Task instructions: Return each line of the listing that follows in which the string "Condvar" can be found.

Dataset entries:
::::
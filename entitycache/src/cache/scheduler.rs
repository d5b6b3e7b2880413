// Copyright (c) 2024-2025 DeepGraph Inc.
// SPDX-License-Identifier: Apache-2.0
//
//! Background job scheduler
//!
//! Jobs are partitioned by [`JobKind`] into two independent rayon pools so that a
//! flood of cheap best-effort work cannot starve consistent materializations and vice
//! versa. Each partition owns a priority queue and a dedup set keyed by [`JobKey`]
//! (handle identity plus what the job computes); every accepted job spawns one pool
//! task that pops the best queued job.
//!
//! A job whose start deadline has passed by the time a worker picks it up is dropped
//! without running. A job scheduled from a worker thread runs inline.

use parking_lot::{Condvar, Mutex};
use rayon::{ThreadPool, ThreadPoolBuilder};
use std::cmp::Ordering as CmpOrdering;
use std::collections::{BinaryHeap, HashSet};
use std::fmt;
use std::sync::Arc;
use std::time::{Duration, Instant};

use super::clock::SharedClock;
use super::error::CacheError;
use super::handle::HandleId;
use super::stats::CacheStatistics;

/// Worker partition of a job
#[derive(Debug, Clone, Copy, PartialEq, Eq, Hash)]
pub enum JobKind {
    /// Full materialization whose result must match the snapshot it was read from
    Consistent,
    /// Staleness-tolerant materialization or count refresh
    BestEffort,
}

impl JobKind {
    pub fn of(consistent: bool) -> Self {
        if consistent {
            JobKind::Consistent
        } else {
            JobKind::BestEffort
        }
    }

    pub fn is_consistent(self) -> bool {
        self == JobKind::Consistent
    }
}

impl fmt::Display for JobKind {
    fn fmt(&self, f: &mut fmt::Formatter<'_>) -> fmt::Result {
        match self {
            JobKind::Consistent => f.write_str("consistent"),
            JobKind::BestEffort => f.write_str("best-effort"),
        }
    }
}

/// What a job computes
#[derive(Debug, Clone, Copy, PartialEq, Eq, Hash)]
pub enum JobTarget {
    /// Full materialization installed into the cache
    Materialize,
    /// Approximate size stored in the count cache
    Count,
}

impl fmt::Display for JobTarget {
    fn fmt(&self, f: &mut fmt::Formatter<'_>) -> fmt::Result {
        match self {
            JobTarget::Materialize => f.write_str("materialization"),
            JobTarget::Count => f.write_str("count"),
        }
    }
}

/// Dedup key of a queued job
///
/// Two requests merge only when they compute the same thing for the same handle.
#[derive(Debug, Clone, PartialEq, Eq, Hash)]
pub struct JobKey {
    pub id: HandleId,
    pub target: JobTarget,
}

impl JobKey {
    pub fn materialize(id: HandleId) -> Self {
        Self {
            id,
            target: JobTarget::Materialize,
        }
    }

    pub fn count(id: HandleId) -> Self {
        Self {
            id,
            target: JobTarget::Count,
        }
    }
}

impl From<HandleId> for JobKey {
    fn from(id: HandleId) -> Self {
        Self::materialize(id)
    }
}

impl fmt::Display for JobKey {
    fn fmt(&self, f: &mut fmt::Formatter<'_>) -> fmt::Result {
        write!(f, "{} of {}", self.target, self.id)
    }
}

#[derive(Debug, Clone, Copy, PartialEq, Eq, PartialOrd, Ord, Hash)]
pub enum Priority {
    BelowNormal,
    Normal,
}

/// Result of [`JobScheduler::schedule`]
#[derive(Debug, Clone, Copy, PartialEq, Eq)]
pub enum ScheduleOutcome {
    Enqueued,
    /// A job with the same key was already queued
    Merged,
    /// The caller is a worker; the job already ran on the calling thread
    RanInline,
}

/// What a job learns about itself when it starts
#[derive(Debug, Clone, Copy)]
pub struct JobContext {
    pub kind: JobKind,
    pub priority: Priority,
    pub queued_at: Instant,
    pub started_at: Instant,
    pub inline: bool,
}

type JobFn = Box<dyn FnOnce(JobContext) + Send + 'static>;

struct QueuedJob {
    key: JobKey,
    priority: Priority,
    seq: u64,
    queued_at: Instant,
    run: JobFn,
}

impl PartialEq for QueuedJob {
    fn eq(&self, other: &Self) -> bool {
        self.cmp(other) == CmpOrdering::Equal
    }
}

impl Eq for QueuedJob {}

impl PartialOrd for QueuedJob {
    fn partial_cmp(&self, other: &Self) -> Option<CmpOrdering> {
        Some(self.cmp(other))
    }
}

impl Ord for QueuedJob {
    // Max-heap: higher priority first, then FIFO.
    fn cmp(&self, other: &Self) -> CmpOrdering {
        self.priority
            .cmp(&other.priority)
            .then_with(|| other.seq.cmp(&self.seq))
    }
}

#[derive(Default)]
struct PartitionQueue {
    jobs: BinaryHeap<QueuedJob>,
    queued: HashSet<JobKey>,
    next_seq: u64,
}

struct Shared {
    consistent: Mutex<PartitionQueue>,
    best_effort: Mutex<PartitionQueue>,
    /// Jobs queued or running
    pending: Mutex<usize>,
    idle: Condvar,
    clock: SharedClock,
    start_timeout: Duration,
    stats: Arc<CacheStatistics>,
}

impl Shared {
    fn queue(&self, kind: JobKind) -> &Mutex<PartitionQueue> {
        match kind {
            JobKind::Consistent => &self.consistent,
            JobKind::BestEffort => &self.best_effort,
        }
    }

    fn run_next(&self, kind: JobKind) {
        let job = {
            let mut queue = self.queue(kind).lock();
            let job = queue.jobs.pop();
            if let Some(job) = &job {
                queue.queued.remove(&job.key);
            }
            job
        };

        if let Some(job) = job {
            self.start(kind, job);
            self.finish();
        }
    }

    fn start(&self, kind: JobKind, job: QueuedJob) {
        let now = self.clock.now();
        let waited = now.saturating_duration_since(job.queued_at);
        if waited > self.start_timeout {
            CacheStatistics::incr(&self.stats.jobs_not_started);
            log::info!(
                "Dropping {} job for {}: not started within {:?} (waited {:?})",
                kind,
                job.key,
                self.start_timeout,
                waited
            );
            return;
        }

        CacheStatistics::incr(&self.stats.jobs_started);
        (job.run)(JobContext {
            kind,
            priority: job.priority,
            queued_at: job.queued_at,
            started_at: now,
            inline: false,
        });
    }

    fn finish(&self) {
        let mut pending = self.pending.lock();
        *pending = pending.saturating_sub(1);
        if *pending == 0 {
            self.idle.notify_all();
        }
    }
}

/// Two-partition background scheduler
pub struct JobScheduler {
    shared: Arc<Shared>,
    consistent_pool: ThreadPool,
    best_effort_pool: ThreadPool,
}

impl JobScheduler {
    pub fn new(
        consistent_workers: usize,
        best_effort_workers: usize,
        start_timeout: Duration,
        clock: SharedClock,
        stats: Arc<CacheStatistics>,
    ) -> Result<Self, CacheError> {
        let consistent_pool = build_pool("consistent", consistent_workers)?;
        let best_effort_pool = build_pool("best-effort", best_effort_workers)?;

        Ok(Self {
            shared: Arc::new(Shared {
                consistent: Mutex::new(PartitionQueue::default()),
                best_effort: Mutex::new(PartitionQueue::default()),
                pending: Mutex::new(0),
                idle: Condvar::new(),
                clock,
                start_timeout,
                stats,
            }),
            consistent_pool,
            best_effort_pool,
        })
    }

    fn pool(&self, kind: JobKind) -> &ThreadPool {
        match kind {
            JobKind::Consistent => &self.consistent_pool,
            JobKind::BestEffort => &self.best_effort_pool,
        }
    }

    /// Whether the calling thread belongs to either worker pool
    pub fn is_worker_thread(&self) -> bool {
        self.consistent_pool.current_thread_index().is_some()
            || self.best_effort_pool.current_thread_index().is_some()
    }

    /// Queue `run` under (`key`, `kind`)
    ///
    /// `queued_at` is when the work was first requested; a re-enqueued job passes its
    /// original time so the start deadline still bounds it.
    pub fn schedule<F>(
        &self,
        key: impl Into<JobKey>,
        kind: JobKind,
        priority: Priority,
        queued_at: Instant,
        run: F,
    ) -> ScheduleOutcome
    where
        F: FnOnce(JobContext) + Send + 'static,
    {
        let key = key.into();
        if self.is_worker_thread() {
            log::debug!("Running {} job for {} inline on a worker", kind, key);
            run(JobContext {
                kind,
                priority,
                queued_at,
                started_at: self.shared.clock.now(),
                inline: true,
            });
            return ScheduleOutcome::RanInline;
        }
        self.enqueue(key, kind, priority, queued_at, run)
    }

    /// Queue `run` even when called from a worker; used to re-enqueue a running job
    pub fn enqueue<F>(
        &self,
        key: impl Into<JobKey>,
        kind: JobKind,
        priority: Priority,
        queued_at: Instant,
        run: F,
    ) -> ScheduleOutcome
    where
        F: FnOnce(JobContext) + Send + 'static,
    {
        let key = key.into();
        {
            let mut queue = self.shared.queue(kind).lock();
            if queue.queued.contains(&key) {
                CacheStatistics::incr(&self.shared.stats.jobs_merged);
                log::debug!("Merged {} job for {} into the queued one", kind, key);
                return ScheduleOutcome::Merged;
            }
            let seq = queue.next_seq;
            queue.next_seq += 1;
            queue.queued.insert(key.clone());
            queue.jobs.push(QueuedJob {
                key,
                priority,
                seq,
                queued_at,
                run: Box::new(run),
            });
            *self.shared.pending.lock() += 1;
        }

        CacheStatistics::incr(&self.shared.stats.jobs_enqueued);
        let shared = Arc::clone(&self.shared);
        self.pool(kind).spawn(move || shared.run_next(kind));
        ScheduleOutcome::Enqueued
    }

    /// Whether a job for `key` is waiting in the `kind` partition
    pub fn is_queued(&self, key: &JobKey, kind: JobKind) -> bool {
        self.shared.queue(kind).lock().queued.contains(key)
    }

    pub fn queued_len(&self, kind: JobKind) -> usize {
        self.shared.queue(kind).lock().jobs.len()
    }

    /// Jobs queued or running
    pub fn pending(&self) -> usize {
        *self.shared.pending.lock()
    }

    /// Block until no job is queued or running; `false` on timeout
    pub fn wait_idle(&self, timeout: Duration) -> bool {
        let deadline = Instant::now() + timeout;
        let mut pending = self.shared.pending.lock();
        while *pending > 0 {
            if self.shared.idle.wait_until(&mut pending, deadline).timed_out() {
                return *pending == 0;
            }
        }
        true
    }
}

impl fmt::Debug for JobScheduler {
    fn fmt(&self, f: &mut fmt::Formatter<'_>) -> fmt::Result {
        f.debug_struct("JobScheduler")
            .field("consistent_workers", &self.consistent_pool.current_num_threads())
            .field("best_effort_workers", &self.best_effort_pool.current_num_threads())
            .field("pending", &self.pending())
            .finish()
    }
}

fn build_pool(name: &'static str, threads: usize) -> Result<ThreadPool, CacheError> {
    ThreadPoolBuilder::new()
        .num_threads(threads.max(1))
        .thread_name(move |i| format!("entitycache-{}-{}", name, i))
        .build()
        .map_err(|e| CacheError::scheduler(format!("Failed to build {} pool: {}", name, e)))
}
::::
Answer box:
use parking_lot::{Condvar, Mutex};
    idle: Condvar,
                idle: Condvar::new(),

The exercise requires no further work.